Background. Eradicating Helicobacter may convert rapidly progressive idiopathic parkinsonism to quieter disease, however only a minority of probands have evidence of current infection. Aim. To explore the cross-sectional fit of parkinsonism as an extra-alimentary consequence of Helicobacter pylori, using the serum antibody profile. Methods. A discriminant index for parkinsonism was based on the Western Blot pattern of IgG antibodies against electrophoretically separated H. pylori antigens in 124 subjects with idiopathic parkinsonism, 196 without. In parkinsonism, association was assessed between index and 1, anthropometric measures; 2, current and 3, increase over 4 years in hypokinetic and psychomotor/psychometric disability; and 4, a global score of current severity. Results.
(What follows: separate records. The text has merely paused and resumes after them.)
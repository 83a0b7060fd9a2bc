use std::error::Error;

use axum::{Router, http::Method, middleware, routing::get};
use tower_http::cors::{Any, CorsLayer};
use tower_http::trace::TraceLayer;

use crate::handler::{AppState, healthcheck};

pub mod api;
pub mod auth;
pub mod blog;
pub mod catalog;
pub mod config;
pub mod crud;
pub mod db;
pub mod error;
pub mod handler;
pub mod library;
pub mod model;
pub mod query;

#[cfg(test)]
mod test_support;

pub fn unpack_error(err: &(dyn Error)) -> String {
    let mut parts = Vec::new();
    parts.push(err.to_string());
    let mut current = err.source();
    while let Some(source) = current {
        parts.push(source.to_string());
        current = source.source();
    }
    parts.join(": ")
}

/// The whole service: JSON catalog and admin API under `/api`, the blog
/// under `/blog`, and the library pages at the root.
pub fn app(state: AppState) -> Router {
    let cors = CorsLayer::new()
        .allow_origin(Any)
        .allow_methods([Method::GET, Method::POST, Method::PUT, Method::PATCH, Method::DELETE])
        .allow_headers(Any);

    let api = catalog::routes()
        .merge(library::api_routes())
        .nest("/auth", auth::routes());

    Router::new()
        .route("/", get(healthcheck))
        .nest("/api", api)
        .nest("/blog", blog::routes())
        .merge(library::routes())
        .layer(middleware::from_fn_with_state(state.clone(), auth::authenticate))
        .layer(TraceLayer::new_for_http())
        .layer(cors)
        .with_state(state)
}

#[cfg(test)]
mod tests {
    use axum::http::{Method, StatusCode};
    use serde_json::json;

    use crate::test_support::TestApp;

    #[tokio::test]
    async fn healthcheck_reports_ok() {
        let app = TestApp::new().await;
        let (status, body) = app.json(Method::GET, "/", None, None).await;
        assert_eq!(status, StatusCode::OK);
        assert_eq!(body, json!({ "status": "ok" }));
    }

    #[test]
    fn unpack_error_joins_the_source_chain() {
        let inner = std::io::Error::other("disk gone");
        let outer = anyhow::Error::new(inner).context("reading config");
        assert_eq!(crate::unpack_error(outer.as_ref()), "reading config: disk gone");
    }
}
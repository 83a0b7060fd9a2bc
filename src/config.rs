use anyhow::Result;
use clap::{Parser, Subcommand};
use serde::Deserialize;
use serde_yaml;
use std::env;
use std::fs;
use std::path::PathBuf;

use crate::model::{Permission, Role};

#[derive(Parser, Debug)]
#[command(name = "lectern")]
#[command(about = "Runs the lectern catalog, library and blog service", long_about = None)]
pub struct Cli {
    #[arg(short = 'c', long = "config")]
    pub config_path: Option<String>,

    #[command(subcommand)]
    pub command: Option<Command>,
}

#[derive(Subcommand, Debug)]
pub enum Command {
    /// Serve HTTP (the default when no subcommand is given)
    Serve,
    /// Grant a named permission to a user
    Grant { username: String, permission: Permission },
    /// Revoke a named permission from a user
    Revoke { username: String, permission: Permission },
    /// Replace a user's role
    SetRole { username: String, role: Role },
    /// Relationship lookups over the library schema
    Query {
        #[command(subcommand)]
        query: LibraryQuery,
    },
}

#[derive(Subcommand, Debug)]
pub enum LibraryQuery {
    /// All books written by the named author
    BooksByAuthor { author: String },
    /// All books held by the named library
    BooksInLibrary { library: String },
    /// The librarian running the named library
    Librarian { library: String },
}

pub fn default_config_dir() -> PathBuf {
    dirs::home_dir()
        .unwrap_or_else(|| PathBuf::from("."))
        .join(".lectern")
}

pub fn default_config_path() -> PathBuf {
    default_config_dir().join("config.yaml")
}

#[derive(Debug, Deserialize, Clone)]
pub struct App {
    database: String,
    port: u16,
    #[serde(default = "default_token_ttl_hours")]
    pub token_ttl_hours: i64,
    #[serde(default = "default_page_size")]
    pub page_size: u32,
    #[serde(default)]
    pub turso_url: Option<String>,
    #[serde(default)]
    pub turso_auth_token: Option<String>,
    #[serde(default = "default_sync_interval")]
    pub sync_interval_seconds: u64,
}

fn default_token_ttl_hours() -> i64 {
    24 * 14
}

fn default_page_size() -> u32 {
    10
}

fn default_sync_interval() -> u64 {
    60
}

impl Default for App {
    fn default() -> Self {
        App {
            database: ":memory:".to_owned(),
            port: 8000,
            token_ttl_hours: default_token_ttl_hours(),
            page_size: default_page_size(),
            turso_url: None,
            turso_auth_token: None,
            sync_interval_seconds: default_sync_interval(),
        }
    }
}

impl App {
    pub fn get_db(&self) -> &str {
        &self.database
    }

    pub fn get_port(&self) -> u16 {
        self.port
    }

    pub fn is_in_memory(&self) -> bool {
        self.database == ":memory:"
    }
}

#[derive(Debug, Deserialize, Default, Clone)]
pub struct Config {
    pub app: App,
}

impl Config {
    pub fn new(path: &str) -> Result<Self> {
        let cfg = Config::load_config(path)?;
        Ok(cfg)
    }

    /// Configuration for tests and throwaway runs: in-memory database.
    pub fn in_memory() -> Self {
        Config::default()
    }

    fn load_config(path: &str) -> Result<Config> {
        let yaml_str = fs::read_to_string(path)?;
        Config::from_yaml(&yaml_str)
    }

    pub fn from_yaml(yaml_str: &str) -> Result<Config> {
        let yaml_with_env = Config::substitute_env_vars(yaml_str)?;
        let config: Config = serde_yaml::from_str(&yaml_with_env)?;
        if config.app.page_size == 0 {
            anyhow::bail!("app.page_size must be positive");
        }
        if config.app.token_ttl_hours <= 0 {
            anyhow::bail!("app.token_ttl_hours must be positive");
        }
        Ok(config)
    }

    fn substitute_env_vars(yaml_str: &str) -> Result<String> {
        let mut result = yaml_str.to_string();
        let mut offset = 0;

        while let Some(start) = result[offset..].find("${") {
            let actual_start = offset + start;
            let Some(end) = result[actual_start..].find('}') else {
                break;
            };
            let var_name = &result[actual_start + 2..actual_start + end];

            // ${VAR:-default}
            let env_value = if let Some(default_start) = var_name.find(":-") {
                let actual_var = &var_name[..default_start];
                let default_val = &var_name[default_start + 2..];
                env::var(actual_var).unwrap_or_else(|_| default_val.to_string())
            } else {
                env::var(var_name).unwrap_or_else(|_| {
                    tracing::warn!(variable = var_name, "environment variable not set");
                    String::new()
                })
            };

            result.replace_range(actual_start..actual_start + end + 1, &env_value);
            offset = actual_start + env_value.len();
        }

        Ok(result)
    }
}
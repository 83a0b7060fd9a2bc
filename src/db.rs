use crate::config::Config;
use anyhow::Result;
use libsql::{Builder, Connection, Database as LibsqlDatabase};
use std::path::Path;
use std::sync::Arc;
use std::sync::atomic::{AtomicBool, Ordering};
use std::time::Duration;
use tokio::sync::{Mutex, OwnedMutexGuard};

const SYSTEM_MIGRATIONS: &[(&str, &str)] =
    &[("system/000_migrations_table.sql", include_str!("migrations/system/000_migrations_table.sql"))];

const MIGRATIONS: &[(&str, &str)] = &[("001_accounts.sql", include_str!("migrations/001_accounts.sql"))];

pub struct Database {
    db: LibsqlDatabase,
    conn: Connection,
    tx_lock: Arc<Mutex<()>>,
    /// Set when a transaction was dropped without being finished.
    abandoned: Arc<AtomicBool>,
    turso_url: Option<String>,
    turso_auth_token: Option<String>,
}

/// An open `BEGIN`..`COMMIT` span. Writers hold the transaction lock for its
/// whole lifetime, so statements from other requests never land inside it.
///
/// Dropping it unfinished (a cancelled request) rolls back before the lock
/// is handed to the next writer.
pub struct Transaction<'a> {
    conn: &'a Connection,
    guard: Option<OwnedMutexGuard<()>>,
    abandoned: Arc<AtomicBool>,
    finished: bool,
}

impl<'a> Transaction<'a> {
    pub fn connection(&self) -> &'a Connection {
        self.conn
    }

    /// Commits on `Ok`, rolls back on `Err`, and hands the result through.
    pub async fn finish<T>(mut self, result: Result<T>) -> Result<T> {
        match result {
            Ok(value) => {
                self.conn.execute("COMMIT", ()).await?;
                self.finished = true;
                Ok(value)
            }
            Err(e) => {
                match self.conn.execute("ROLLBACK", ()).await {
                    Ok(_) => self.finished = true,
                    Err(rollback) => tracing::warn!(error = %rollback, "rollback failed"),
                }
                Err(e)
            }
        }
    }
}

impl Drop for Transaction<'_> {
    fn drop(&mut self) {
        if self.finished {
            return;
        }
        self.abandoned.store(true, Ordering::SeqCst);
        let Some(guard) = self.guard.take() else {
            return;
        };
        // Without a runtime the flag is enough: the next `begin` rolls back.
        let Ok(runtime) = tokio::runtime::Handle::try_current() else {
            return;
        };
        let conn = self.conn.clone();
        let abandoned = self.abandoned.clone();
        runtime.spawn(async move {
            let _guard = guard;
            if abandoned.swap(false, Ordering::SeqCst) {
                if let Err(e) = conn.execute("ROLLBACK", ()).await {
                    tracing::warn!(error = %e, "rollback of abandoned transaction failed");
                } else {
                    tracing::warn!("rolled back an abandoned transaction");
                }
            }
        });
    }
}

impl Database {
    pub fn connection(&self) -> &Connection {
        &self.conn
    }

    pub fn is_replica(turso_url: &Option<String>, turso_auth_token: &Option<String>) -> bool {
        turso_url.is_some() && turso_auth_token.is_some()
    }

    pub async fn sync(&self) -> Result<()> {
        if Self::is_replica(&self.turso_url, &self.turso_auth_token) {
            self.db
                .sync()
                .await
                .map_err(|e| anyhow::anyhow!("sync failed: {}", e))?;
        }
        Ok(())
    }

    /// Runs a `SELECT COUNT(*) ...` statement.
    pub async fn count(&self, sql: &str, params: Vec<libsql::Value>) -> Result<u64> {
        let mut rows = self.conn.query(sql, libsql::params_from_iter(params)).await?;
        match rows.next().await? {
            Some(row) => Ok(u64::try_from(row.get::<i64>(0)?)?),
            None => Ok(0),
        }
    }

    pub async fn begin(&self) -> Result<Transaction<'_>> {
        let guard = self.tx_lock.clone().lock_owned().await;
        if self.abandoned.swap(false, Ordering::SeqCst) {
            if let Err(e) = self.conn.execute("ROLLBACK", ()).await {
                tracing::warn!(error = %e, "rollback of abandoned transaction failed");
            }
        }
        self.conn.execute("BEGIN TRANSACTION", ()).await?;
        Ok(Transaction {
            conn: &self.conn,
            guard: Some(guard),
            abandoned: self.abandoned.clone(),
            finished: false,
        })
    }

    async fn is_migration_applied(conn: &Connection, name: &str) -> Result<bool> {
        let query = "SELECT 1 FROM _migrations WHERE name = ?";
        match conn.query(query, libsql::params![name]).await {
            Ok(mut rows) => Ok(rows.next().await?.is_some()),
            Err(e) => {
                if e.to_string().contains("no such table") {
                    Ok(false)
                } else {
                    Err(e.into())
                }
            }
        }
    }

    async fn record_migration(conn: &Connection, name: &str) -> Result<()> {
        let query = r#"
            INSERT INTO _migrations (name, applied_at)
            VALUES (?, strftime('%Y-%m-%dT%H:%M:%fZ', 'now'))
        "#;
        conn.execute(query, libsql::params![name]).await?;
        Ok(())
    }

    async fn run_migration(conn: &Connection, name: &str, sql: &str) -> Result<()> {
        if Self::is_migration_applied(conn, name).await? {
            tracing::debug!("migration {} already applied, skipping", name);
            return Ok(());
        }

        tracing::info!("applying migration: {}", name);
        conn.execute_batch(sql)
            .await
            .map_err(|e| anyhow::anyhow!("failed to execute migration {name}: {e}"))?;

        Self::record_migration(conn, name).await?;
        Ok(())
    }

    pub async fn new(cfg: &Config, data_dir: &Path) -> Result<Self> {
        let turso_url = cfg.app.turso_url.clone();
        let turso_auth_token = cfg.app.turso_auth_token.clone();

        let db = if cfg.app.is_in_memory() {
            tracing::info!("[db] running against an in-memory database");
            Builder::new_local(":memory:").build().await?
        } else {
            let path = data_dir.join(cfg.app.get_db());
            match (&turso_url, &turso_auth_token) {
                (Some(url), Some(token)) => {
                    tracing::info!("[db] running in synced database mode (offline writes)");
                    let sync_interval = Duration::from_secs(cfg.app.sync_interval_seconds);
                    Builder::new_synced_database(&path, url.clone(), token.clone())
                        .sync_interval(sync_interval)
                        .build()
                        .await?
                }
                _ => Builder::new_local(&path).build().await?,
            }
        };

        let conn = db.connect()?;
        conn.query("SELECT 1", ()).await?;
        conn.execute("PRAGMA foreign_keys = ON", ()).await?;

        Self::migrate(&conn).await?;

        Ok(Database {
            db,
            conn,
            tx_lock: Arc::new(Mutex::new(())),
            abandoned: Arc::new(AtomicBool::new(false)),
            turso_url,
            turso_auth_token,
        })
    }

    /// Fresh, fully migrated in-memory database.
    pub async fn in_memory() -> Result<Self> {
        Self::new(&Config::in_memory(), Path::new(".")).await
    }

    async fn migrate(conn: &Connection) -> Result<()> {
        for (filename, sql) in SYSTEM_MIGRATIONS {
            Self::run_migration(conn, filename, sql).await?;
        }

        for (filename, sql) in MIGRATIONS {
            Self::run_migration(conn, filename, sql).await?;
        }

        for (filename, sql) in crate::catalog::migrations() {
            Self::run_migration(conn, filename, sql).await?;
        }

        for (filename, sql) in crate::library::migrations() {
            Self::run_migration(conn, filename, sql).await?;
        }

        for (filename, sql) in crate::blog::migrations() {
            Self::run_migration(conn, filename, sql).await?;
        }

        Ok(())
    }
}

/// Splits free text on commas, trims each token and drops empty ones.
pub fn split_comma_separated_string(s: &str) -> Vec<String> {
    s.split(',')
        .map(|s| s.trim().to_string())
        .filter(|s| !s.is_empty())
        .collect()
}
Predicted probability of being labeled parkinsonian was greatest with cytotoxin-associated-gene-product (CagA) positivity and vacuolating-toxin negativity (p = .03 and .004, respectively, for antibody-age interactions), and urease-B negativity (p = .03, irrespective of age). In this circumstance, the odds for parkinsonism increased fivefold by age 80 years (p = .001). Helicobacter status, according to anti-urease enzyme-linked immunosorbent assay (ELISA), did not complement the model. Gradients, of clinically relevant size, were found between index and disease burden, despite the potentially confounding effect of antiparkinsonian medication. The higher the index 1, the worse was posture, as gauged by forward displacement of occiput (p = .04), 2, the shorter mean stride-length (p = .003), longer reaction time (= .002) and lesser cognitive efficiency (= .03), 3, the greater their deterioration (p = .006, .002, and .03 respectively), and 4, the greater the overall severity of parkinsonism (< .001). Conclusion. The apparent importance of H. pylori in the etiology/pathogenesis of idiopathic parkinsonism is not confined to those with evidence of current infection.